A few weeks ago I left off my series criticizing the way economics is taught in order to discuss critical economic events, but this week I pick up the thread last visited in my blog “Private Power and Price Stability.” In that article, I argued that private regulatory powers, more than governments, are the political force that stabilizes prices under capitalism, though those private powers are of course exercised for private rather than public benefit.

Economists do pretend to measure public benefit using a method of calculating “consumer surplus” and its mirror, “producer surplus.” Virtually the entire enterprise of formal public policy analysis, taught at scores of leading universities, spawning a consulting industry in the billions of dollars, is founded on this most dubious tool in the economists’ toolkit. This has become such a bedrock idea in economics that many introductory textbooks now teach it even before they teach about production and the theory of the private enterprise firm (which, by the way, is where classical political economists like John Stuart Mill start).

Consumer surplus is based on the supply and demand equilibrium that I questioned in the previous blog cited above. Supply and demand intersect in an ‘X’ graph, with the X-axis (horizontal dimension) measuring the quantity of whatever good under consideration being supplied or demanded and the Y-axis (vertical dimension) measuring the price of that good. The supply curve rises from left to right, reflecting the idea that producers will be willing to supply more of a good as its price rises. The demand curve falls from left to right, illustrating the Law of Demand, i.e., that consumers will buy more of anything as its price falls. The intersection of the two marks off the equilibrium price and the quantity that will be sold and bought at that price, assuming free markets.

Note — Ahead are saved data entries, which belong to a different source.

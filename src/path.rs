//! Path utilities for the `ofs://` namespace.
//!
//! An ofs path has the shape `ofs://<service_id>/<volume>/<bucket>/<key…>`.
//! Backends list entries under service-relative parents (`/<volume>/…`), so
//! building a fully-qualified path is a two-step affair: [`join`] the parent
//! and the leaf, then [`serviceid_join`] the owning service in front.

use std::borrow::Cow;

use crate::error::OfsError;

/// Scheme prefix shared by every fully-qualified ofs path.
pub const OFS_ROOT: &str = "ofs://";

/// Split an `ofs://` URI into `(netloc, path)`.
///
/// The scheme is matched case-insensitively. `path` always starts with `/`
/// and is `"/"` when the URI names only a netloc.
///
/// ```rust
/// let (netloc, path) = ofsstat::path::parse_uri("ofs://ozone1/vol/bucket").unwrap();
/// assert_eq!(netloc, "ozone1");
/// assert_eq!(path, "/vol/bucket");
/// ```
pub fn parse_uri(uri: &str) -> Result<(String, String), OfsError> {
    let rest = strip_scheme(uri).ok_or_else(|| OfsError::InvalidUri(uri.to_string()))?;
    let (netloc, path) = split_netloc(rest);
    let path = if path.is_empty() { "/" } else { path };
    Ok((netloc.to_string(), path.to_string()))
}

/// Whether `uri` carries the `ofs://` scheme (case-insensitive).
pub fn has_scheme(uri: &str) -> bool {
    strip_scheme(uri).is_some()
}

/// Whether `uri` is the bare scheme root, `ofs://`.
pub fn is_root(uri: &str) -> bool {
    uri.eq_ignore_ascii_case(OFS_ROOT)
}

/// Join two path components.
///
/// See [`join_all`] for the rules.
pub fn join(first: &str, second: &str) -> String {
    join_all(first, &[second])
}

/// Join path components with POSIX rules and re-qualify absolute results.
///
/// - Components that are `ofs://` URIs are reduced to `/<netloc><path>` first
///   (the root URI reduces to `/`).
/// - Exactly one `/` separates components; a separator already present at the
///   boundary is not doubled.
/// - An absolute component discards everything before it.
/// - An absolute result is prefixed with the scheme; a relative one is returned as is.
///
/// ```rust
/// use ofsstat::path::join;
///
/// assert_eq!(join("/vol/dir", "file.txt"), "ofs://vol/dir/file.txt");
/// assert_eq!(join("/vol/dir/", "file.txt"), "ofs://vol/dir/file.txt");
/// assert_eq!(join("ofs://vol/dir", "file.txt"), "ofs://vol/dir/file.txt");
/// ```
pub fn join_all<S: AsRef<str>>(first: &str, rest: &[S]) -> String {
    let mut joined = prep(first).into_owned();

    for component in rest {
        let component = prep(component.as_ref());
        if component.starts_with('/') {
            joined = component.into_owned();
        } else if joined.is_empty() || joined.ends_with('/') {
            joined.push_str(&component);
        } else {
            joined.push('/');
            joined.push_str(&component);
        }
    }

    if joined.starts_with('/') {
        format!("ofs:/{joined}")
    } else {
        joined
    }
}

/// Qualify `path` with its owning service id.
///
/// - No service id (absent or empty): `path` is returned unchanged.
/// - Relative paths carry no scheme and are returned unchanged.
/// - `already_qualified` means the service segment is already the first
///   segment of `path` (a volume named after the service); nothing is added.
/// - Anything else gets the service segment inserted after the scheme.
///
/// Qualified results always carry the lowercase scheme.
///
/// ```rust
/// use ofsstat::path::serviceid_join;
///
/// let path = "ofs://vol/dir/file.txt";
/// assert_eq!(serviceid_join(path, Some("svc"), false), "ofs://svc/vol/dir/file.txt");
/// assert_eq!(serviceid_join(path, None, false), path);
/// ```
pub fn serviceid_join(path: &str, service_id: Option<&str>, already_qualified: bool) -> String {
    let service_id = match service_id {
        Some(id) if !id.is_empty() => id,
        _ => return path.to_string(),
    };

    let Some(rest) = strip_scheme(path) else {
        return path.to_string();
    };

    if already_qualified {
        return format!("{OFS_ROOT}{rest}");
    }

    format!("{OFS_ROOT}{service_id}/{rest}")
}

/// Whether `parent_path` begins with `/` followed by `service_id`.
///
/// This is the volume/service collision heuristic: a volume that was named
/// after the cluster's service id makes `/<service_id>/…` ambiguous between
/// "volume X" and "service X". The check is a plain textual prefix test, so
/// `/cluster10` matches a service id of `cluster1` as well. Always `false`
/// without a service id.
pub fn volume_matches_service(parent_path: &str, service_id: Option<&str>) -> bool {
    match service_id {
        Some(id) if !id.is_empty() => parent_path
            .strip_prefix('/')
            .is_some_and(|rest| rest.starts_with(id)),
        _ => false,
    }
}

/// Lexically normalize a path.
///
/// Collapses repeated separators, drops `.` segments, resolves `..` (never
/// above the root) and drops a trailing separator. The `ofs://<netloc>`
/// prefix of a qualified path is kept verbatim.
///
/// ```rust
/// use ofsstat::path::normpath;
///
/// assert_eq!(normpath("ofs://svc/vol//a/./b/../c/"), "ofs://svc/vol/a/c");
/// assert_eq!(normpath("a/../../b"), "../b");
/// ```
pub fn normpath(path: &str) -> String {
    if is_root(path) {
        return OFS_ROOT.to_string();
    }

    let (prefix, body) = match strip_scheme(path) {
        Some(rest) => {
            let (netloc, body) = split_netloc(rest);
            (format!("{OFS_ROOT}{netloc}"), body)
        }
        None => (String::new(), path),
    };
    let absolute = !prefix.is_empty() || body.starts_with('/');

    let mut segments: Vec<&str> = Vec::new();
    for segment in body.split('/') {
        match segment {
            "" | "." => {}
            ".." => {
                if matches!(segments.last(), Some(last) if *last != "..") {
                    segments.pop();
                } else if !absolute {
                    segments.push("..");
                }
            }
            other => segments.push(other),
        }
    }

    let joined = segments.join("/");
    if absolute {
        format!("{prefix}/{joined}")
    } else if joined.is_empty() {
        ".".to_string()
    } else {
        joined
    }
}

// ---------------------------------------------------------------------------
// Helpers
// ---------------------------------------------------------------------------

/// The part of `uri` after a case-insensitive `ofs://`, if present.
fn strip_scheme(uri: &str) -> Option<&str> {
    let head = uri.get(..OFS_ROOT.len())?;
    if head.eq_ignore_ascii_case(OFS_ROOT) {
        Some(&uri[OFS_ROOT.len()..])
    } else {
        None
    }
}

/// Split `netloc/rest…` at the first separator; the path keeps its `/`.
fn split_netloc(rest: &str) -> (&str, &str) {
    match rest.find('/') {
        Some(i) => (&rest[..i], &rest[i..]),
        None => (rest, ""),
    }
}

/// Reduce an ofs URI to a scheme-less absolute path so POSIX joining applies.
fn prep(component: &str) -> Cow<'_, str> {
    if is_root(component) {
        return Cow::Borrowed("/");
    }
    match parse_uri(component) {
        Ok((netloc, path)) => Cow::Owned(format!("/{netloc}{path}")),
        Err(_) => Cow::Borrowed(component),
    }
}
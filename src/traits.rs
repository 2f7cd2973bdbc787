use crate::error::OfsError;
use crate::status::RawStatus;

/// A source of raw status records for one directory listing.
///
/// Implement this to feed [`ListingBuilder`](crate::ListingBuilder) from
/// whatever the backend client hands back: a parsed WebHDFS response, an
/// in-memory vector, a test fixture.
///
/// # Error Handling
///
/// A record that cannot be turned into a [`RawStatus`] should be yielded as
/// `Err(OfsError)` rather than skipped. Per-entry errors that report
/// [`OfsError::is_recoverable`] are collected into
/// [`Listing::errors`](crate::Listing::errors) when `.collect_errors(true)`
/// is set on the builder.
///
/// # Example
///
/// ```rust
/// use ofsstat::{OfsError, RawStatus, StatusSource};
///
/// struct Names(Vec<&'static str>);
///
/// impl StatusSource for Names {
///     fn statuses(&self) -> Box<dyn Iterator<Item = Result<RawStatus, OfsError>> + '_> {
///         Box::new(self.0.iter().map(|name| Ok::<_, OfsError>(RawStatus::file(*name, 0))))
///     }
/// }
///
/// let listing = ofsstat::listing()
///     .parent("/vol/bucket")
///     .source(Names(vec!["a", "b"]))
///     .build()
///     .unwrap();
///
/// assert_eq!(listing.entries.len(), 2);
/// ```
pub trait StatusSource {
    /// Yield the raw records of the listing, in backend order.
    fn statuses(&self) -> Box<dyn Iterator<Item = Result<RawStatus, OfsError>> + '_>;
}

impl StatusSource for Vec<RawStatus> {
    fn statuses(&self) -> Box<dyn Iterator<Item = Result<RawStatus, OfsError>> + '_> {
        Box::new(self.iter().cloned().map(Ok::<RawStatus, OfsError>))
    }
}
use std::path::Path;

use serde::Deserialize;

use crate::error::OfsError;
use crate::path::parse_uri;

/// Which ofs service a client talks to.
///
/// Loaded from the `[ofs]` table of a TOML document:
///
/// ```toml
/// [ofs]
/// fs_defaultfs = "ofs://ozone1"
/// # service_id = "ozone1"   # optional, overrides the netloc above
/// ```
#[derive(Debug, Clone, Default, PartialEq, Eq, Deserialize)]
#[serde(default)]
pub struct OfsConfig {
    /// Default filesystem URI, e.g. `ofs://ozone1`.
    pub fs_defaultfs: Option<String>,

    /// Explicit service id. Wins over the netloc of `fs_defaultfs`.
    pub service_id: Option<String>,
}

#[derive(Deserialize, Default)]
#[serde(default)]
struct ConfigFile {
    ofs: OfsConfig,
}

impl OfsConfig {
    /// Parse a TOML document. A missing `[ofs]` table yields the default config.
    pub fn from_toml_str(text: &str) -> Result<Self, OfsError> {
        let file: ConfigFile = toml::from_str(text)?;
        Ok(file.ofs)
    }

    pub fn from_file(path: impl AsRef<Path>) -> Result<Self, OfsError> {
        let path = path.as_ref();
        let text = std::fs::read_to_string(path).map_err(|source| OfsError::Io {
            path: path.to_path_buf(),
            source,
        })?;
        Self::from_toml_str(&text)
    }

    /// The service id paths should be qualified with, if any.
    ///
    /// # Errors
    ///
    /// [`OfsError::InvalidUri`] when no explicit id is set and `fs_defaultfs`
    /// is not an `ofs://` URI.
    pub fn resolved_service_id(&self) -> Result<Option<String>, OfsError> {
        if let Some(id) = self.service_id.as_deref().filter(|id| !id.is_empty()) {
            return Ok(Some(id.to_string()));
        }

        match self.fs_defaultfs.as_deref() {
            Some(fs) => {
                let (netloc, _) = parse_uri(fs)?;
                Ok((!netloc.is_empty()).then_some(netloc))
            }
            None => Ok(None),
        }
    }
}
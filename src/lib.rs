//! # ofsstat
//!
//! Status records for `ofs://` object-store listings: namespace-qualified
//! paths, zero I/O.
//!
//! ofsstat sits between a backend client and whatever renders or serializes
//! a directory listing. It owns the status type ([`OzoneStat`]), the path
//! rules that qualify an entry with its service id ([`path`]), and a small
//! builder for whole listings. It does **not** talk to the backend: records
//! arrive already fetched, as [`RawStatus`] values or WebHDFS JSON bodies.
//!
//! # Quick Start
//!
//! ```rust
//! use ofsstat::{OzoneStat, RawStatus};
//!
//! let dir = RawStatus::directory("mydir").with_owner("om", "hadoop");
//! let stat = OzoneStat::new(dir, "/myvol", Some("cluster1"));
//!
//! assert_eq!(stat.path(), "ofs://cluster1/myvol/mydir");
//! assert!(stat.to_string().ends_with("ofs://cluster1/myvol/mydir/"));
//! assert_eq!(format!("{stat:?}"), "<OzoneFSStat ofs://cluster1/myvol/mydir>");
//! ```
//!
//! # Volume named after the service
//!
//! When a volume carries the same name as the service id, the parent path
//! already starts with the service segment and it is not added again:
//!
//! ```rust
//! use ofsstat::{OzoneStat, RawStatus};
//!
//! let stat = OzoneStat::new(RawStatus::file("file.txt", 0), "/cluster1/mydir", Some("cluster1"));
//! assert_eq!(stat.path(), "ofs://cluster1/mydir/file.txt");
//! ```
//!
//! # Listings
//!
//! ```rust
//! use ofsstat::{OfsConfig, WebHdfsListing};
//!
//! let config = OfsConfig::from_toml_str("[ofs]\nfs_defaultfs = \"ofs://ozone1\"\n").unwrap();
//! let body = r#"{"FileStatuses": {"FileStatus": [
//!     {"pathSuffix": "logs", "permission": "755", "owner": "om", "group": "om",
//!      "length": 0, "type": "DIRECTORY"},
//!     {"pathSuffix": "data.csv", "permission": "644", "owner": "om", "group": "om",
//!      "length": 2048, "type": "FILE"}
//! ]}}"#;
//!
//! let listing = ofsstat::listing()
//!     .parent("/vol1/bucket1")
//!     .config(&config).unwrap()
//!     .source(WebHdfsListing::from_json(body).unwrap())
//!     .build()
//!     .unwrap();
//!
//! assert_eq!(listing.stats.dirs, 1);
//! assert_eq!(listing.stats.total_bytes, 2048);
//! assert_eq!(listing.entries[1].path(), "ofs://ozone1/vol1/bucket1/data.csv");
//! ```

#![forbid(unsafe_code)]

pub mod path;

mod builder;
mod config;
mod error;
mod listing;
mod results;
mod stat;
mod status;
mod traits;

// ── Public re-exports ─────────────────────────────────────────────────────────

pub use builder::ListingBuilder;
pub use config::OfsConfig;
pub use error::OfsError;
pub use listing::WebHdfsListing;
pub use results::{Listing, ListingStats};
pub use stat::{qualify_path, OzoneStat};
pub use status::{RawStatus, S_IFDIR, S_IFLNK, S_IFREG};
pub use traits::StatusSource;

// ── Entry point ───────────────────────────────────────────────────────────────

/// Create a new [`ListingBuilder`] to turn a backend listing into stats.
pub fn listing() -> ListingBuilder {
    ListingBuilder::default()
}
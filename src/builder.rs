use crate::config::OfsConfig;
use crate::error::OfsError;
use crate::results::{Listing, ListingStats};
use crate::stat::OzoneStat;
use crate::traits::StatusSource;

// ---------------------------------------------------------------------------
// ListingBuilder
// ---------------------------------------------------------------------------

/// Entry point for turning a backend listing into [`OzoneStat`]s.
///
/// Created via [`ofsstat::listing()`](crate::listing). Configure with chained
/// builder methods, then call [`build()`](ListingBuilder::build).
///
/// # Example
///
/// ```rust,ignore
/// let listing = ofsstat::listing()
///     .parent("/vol/bucket")
///     .config(&config)?
///     .source(WebHdfsListing::from_json(&body)?)
///     .collect_errors(true)
///     .build()?;
/// ```
#[derive(Default)]
pub struct ListingBuilder {
    parent:         Option<String>,
    service_id:     Option<String>,
    source:         Option<Box<dyn StatusSource>>,
    limit:          Option<usize>,
    collect_errors: bool,
}

impl ListingBuilder {
    // ── Location ──────────────────────────────────────────────────────────

    /// The directory the entries were listed under, e.g. `/vol/bucket`.
    pub fn parent(mut self, path: impl Into<String>) -> Self {
        self.parent = Some(path.into());
        self
    }

    /// Service id to qualify paths with. An empty id means "none".
    pub fn service_id(mut self, id: impl Into<String>) -> Self {
        self.service_id = Some(id.into());
        self
    }

    /// Take the service id from a loaded [`OfsConfig`].
    ///
    /// Replaces any id set earlier, including with "none" when the config
    /// does not name one.
    ///
    /// # Errors
    ///
    /// Propagates [`OfsConfig::resolved_service_id`] failures.
    pub fn config(mut self, config: &OfsConfig) -> Result<Self, OfsError> {
        self.service_id = config.resolved_service_id()?;
        Ok(self)
    }

    // ── Source ────────────────────────────────────────────────────────────

    /// Set the source of raw status records.
    pub fn source(mut self, s: impl StatusSource + 'static) -> Self {
        self.source = Some(Box::new(s));
        self
    }

    // ── Options ───────────────────────────────────────────────────────────

    /// Stop after `n` entries have been built.
    pub fn limit(mut self, n: usize) -> Self {
        self.limit = Some(n);
        self
    }

    /// Collect recoverable per-entry errors into [`Listing::errors`].
    ///
    /// Disabled by default, in which case the first bad entry fails the build.
    pub fn collect_errors(mut self, yes: bool) -> Self {
        self.collect_errors = yes;
        self
    }

    // ── Build ─────────────────────────────────────────────────────────────

    /// Build one [`OzoneStat`] per record from the source.
    ///
    /// # Errors
    ///
    /// [`OfsError::MissingParent`] / [`OfsError::MissingSource`] when not
    /// configured, and any per-entry error from the source that is either
    /// fatal or arrives while `.collect_errors(false)`.
    pub fn build(self) -> Result<Listing, OfsError> {
        let parent = self.parent.ok_or(OfsError::MissingParent)?;
        let source = self.source.ok_or(OfsError::MissingSource)?;
        let service_id = self.service_id.as_deref();

        let mut entries = Vec::new();
        let mut errors = Vec::new();

        for status in source.statuses() {
            if self.limit.is_some_and(|lim| entries.len() >= lim) {
                break;
            }

            match status {
                Ok(status) => entries.push(OzoneStat::new(status, &parent, service_id)),
                Err(e) if self.collect_errors && e.is_recoverable() => {
                    tracing::warn!(parent = %parent, error = %e, "skipping listing entry");
                    errors.push(e);
                }
                Err(e) => return Err(e),
            }
        }

        Ok(Listing {
            stats: ListingStats::compute(&entries),
            parent,
            entries,
            errors,
        })
    }
}
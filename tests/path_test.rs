use ofsstat::path::{
    has_scheme, is_root, join, join_all, normpath, parse_uri, serviceid_join, volume_matches_service,
};
use ofsstat::OfsError;

// ---------------------------------------------------------------------------
// parse_uri / is_root
// ---------------------------------------------------------------------------

#[test]
fn parse_uri_splits_netloc_and_path() {
    let (netloc, path) = parse_uri("ofs://ozone1/vol/bucket/key").unwrap();
    assert_eq!(netloc, "ozone1");
    assert_eq!(path, "/vol/bucket/key");
}

#[test]
fn parse_uri_defaults_path_to_root() {
    let (netloc, path) = parse_uri("OFS://ozone1").unwrap();
    assert_eq!(netloc, "ozone1");
    assert_eq!(path, "/");
}

#[test]
fn parse_uri_rejects_other_schemes() {
    for uri in ["/vol/bucket", "hdfs://nn/tmp", "ofs:/vol", ""] {
        match parse_uri(uri) {
            Err(OfsError::InvalidUri(got)) => assert_eq!(got, uri),
            other => panic!("expected InvalidUri for {uri:?}, got {other:?}"),
        }
    }
}

#[test]
fn root_detection() {
    assert!(is_root("ofs://"));
    assert!(is_root("OFS://"));
    assert!(!is_root("ofs://svc"));
    assert!(!is_root("/"));
}

// ---------------------------------------------------------------------------
// join
// ---------------------------------------------------------------------------

#[test]
fn join_inserts_single_separator() {
    assert_eq!(join("/myvol/mydir", "file.txt"), "ofs://myvol/mydir/file.txt");
}

#[test]
fn join_does_not_double_existing_separator() {
    assert_eq!(join("/myvol/mydir/", "file.txt"), "ofs://myvol/mydir/file.txt");
    assert!(!join("/myvol/mydir/", "file.txt").contains("mydir//"));
}

#[test]
fn join_accepts_qualified_and_root_components() {
    assert_eq!(join("ofs://vol/dir", "key"), "ofs://vol/dir/key");
    assert_eq!(join("ofs://", "vol"), "ofs://vol");
    assert_eq!(join("ofs://vol", "bucket"), "ofs://vol/bucket");
}

#[test]
fn join_absolute_component_restarts() {
    assert_eq!(join("/a/b", "/c"), "ofs://c");
}

#[test]
fn join_leaves_relative_results_unqualified() {
    assert_eq!(join("rel", "x"), "rel/x");
    assert_eq!(join("", "x"), "x");
}

#[test]
fn join_all_chains_components() {
    assert_eq!(join_all("/vol", &["bucket", "dir/", "key"]), "ofs://vol/bucket/dir/key");
    assert_eq!(join_all::<&str>("/vol", &[]), "ofs://vol");
}

// ---------------------------------------------------------------------------
// serviceid_join
// ---------------------------------------------------------------------------

#[test]
fn serviceid_join_prefixes_service_segment() {
    assert_eq!(
        serviceid_join("ofs://vol/key", Some("svc"), false),
        "ofs://svc/vol/key"
    );
}

#[test]
fn serviceid_join_without_service_is_identity() {
    assert_eq!(serviceid_join("ofs://vol/key", None, false), "ofs://vol/key");
    assert_eq!(serviceid_join("ofs://vol/key", Some(""), false), "ofs://vol/key");
    assert_eq!(serviceid_join("ofs://vol/key", None, true), "ofs://vol/key");
}

#[test]
fn serviceid_join_respects_already_qualified_flag() {
    assert_eq!(serviceid_join("ofs://svc/dir/key", Some("svc"), true), "ofs://svc/dir/key");
    // Only the scheme is normalized.
    assert_eq!(serviceid_join("OFS://svc/dir/key", Some("svc"), true), "ofs://svc/dir/key");
}

#[test]
fn serviceid_join_prefixes_volume_named_like_service() {
    // The flag, not the shape of the joined path, decides.
    assert_eq!(serviceid_join("ofs://svc", Some("svc"), false), "ofs://svc/svc");
    assert_eq!(serviceid_join("ofs://svc/key", Some("svc"), false), "ofs://svc/svc/key");
    assert_eq!(serviceid_join("ofs://svc/key", Some("svc"), true), "ofs://svc/key");
}

#[test]
fn has_scheme_is_case_insensitive() {
    assert!(has_scheme("ofs://svc/vol"));
    assert!(has_scheme("OFS://svc"));
    assert!(has_scheme("ofs://"));
    assert!(!has_scheme("/svc/vol"));
    assert!(!has_scheme("ofs:/svc"));
}

#[test]
fn serviceid_join_matches_whole_segment_only() {
    assert_eq!(
        serviceid_join("ofs://svcx/key", Some("svc"), false),
        "ofs://svc/svcx/key"
    );
}

#[test]
fn serviceid_join_ignores_relative_paths() {
    assert_eq!(serviceid_join("rel/key", Some("svc"), false), "rel/key");
}

// ---------------------------------------------------------------------------
// volume_matches_service
// ---------------------------------------------------------------------------

#[test]
fn collision_check_is_a_textual_prefix_test() {
    assert!(volume_matches_service("/cluster1/mydir", Some("cluster1")));
    assert!(volume_matches_service("/cluster1", Some("cluster1")));
    // Known sharp edge: a longer volume name sharing the prefix matches too.
    assert!(volume_matches_service("/cluster10/mydir", Some("cluster1")));

    assert!(!volume_matches_service("/myvol/cluster1", Some("cluster1")));
    assert!(!volume_matches_service("cluster1/mydir", Some("cluster1")));
    assert!(!volume_matches_service("ofs://cluster1/mydir", Some("cluster1")));
}

#[test]
fn collision_check_needs_a_service_id() {
    assert!(!volume_matches_service("/cluster1/mydir", None));
    assert!(!volume_matches_service("/cluster1/mydir", Some("")));
}

// ---------------------------------------------------------------------------
// normpath
// ---------------------------------------------------------------------------

#[test]
fn normpath_cleans_absolute_paths() {
    assert_eq!(normpath("/a//b/./c/.."), "/a/b");
    assert_eq!(normpath("/a/b/"), "/a/b");
    assert_eq!(normpath("/../a"), "/a");
    assert_eq!(normpath("/"), "/");
}

#[test]
fn normpath_keeps_scheme_and_netloc() {
    assert_eq!(normpath("ofs://svc/vol//bucket/../key/"), "ofs://svc/vol/key");
    assert_eq!(normpath("ofs://svc/.."), "ofs://svc/");
    assert_eq!(normpath("ofs://svc"), "ofs://svc/");
    assert_eq!(normpath("ofs://"), "ofs://");
}

#[test]
fn normpath_relative_paths() {
    assert_eq!(normpath("a/./b/../../.."), "..");
    assert_eq!(normpath(""), ".");
}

The roughly triangular area above the equilibrium “free market” price and below the demand curve is called the consumer surplus. The producer surplus is under it, between the supply curve and the equilibrium price. These two areas have a very special, indeed enormous, role in public policy analysis. Public cost-benefit analysis, whether of the effect of a tax, environmental regulation, or new bridge, can be incorporated into the appropriate supply and demand curves and then the public cost or benefit estimated. As I said, this is treated as high science and is the basis of much so-called “expert” opinion on public policy issues.

Look into the details and the whole procedure is laughably bogus. What does “consumer surplus” actually mean? It is a quantum of happiness enjoyed by all those consumers (presumably the richer ones) who were willing to pay more for a product, reflected in the ascending portion of the demand curve, but were not required to pay as much as they were willing to because the free market so efficiently delivered the product to them at the free market equilibrium price, which is below the “reservation price” they would have been willing to pay. It’s as if the rich delight it not being price gouged.

If all this counterfactual argument is making you dizzy, let’s try a practical example. Imagine Bill Gates, usually considered the richest man in the world, has a hankering for a pizza. Since his net worth is in the tens of billions of dollars, he would be willing to pay, oh I don’t know, say $10,000 for his pizza. He really wants it, and $10,000 is nothing to him. But it turns out the free market will deliver a pizza to him, given the Law of One Price, at exactly the same $10 price that everyone else pays. The $9,990 difference is his consumer surplus! But this is not money added to his wealth, this is, remember, a measure of utility, or, in common terms, happiness. Bill Gates has enormous quantities of happiness measured in surplus dollars not needed to pay for things he would be willing to pay more for!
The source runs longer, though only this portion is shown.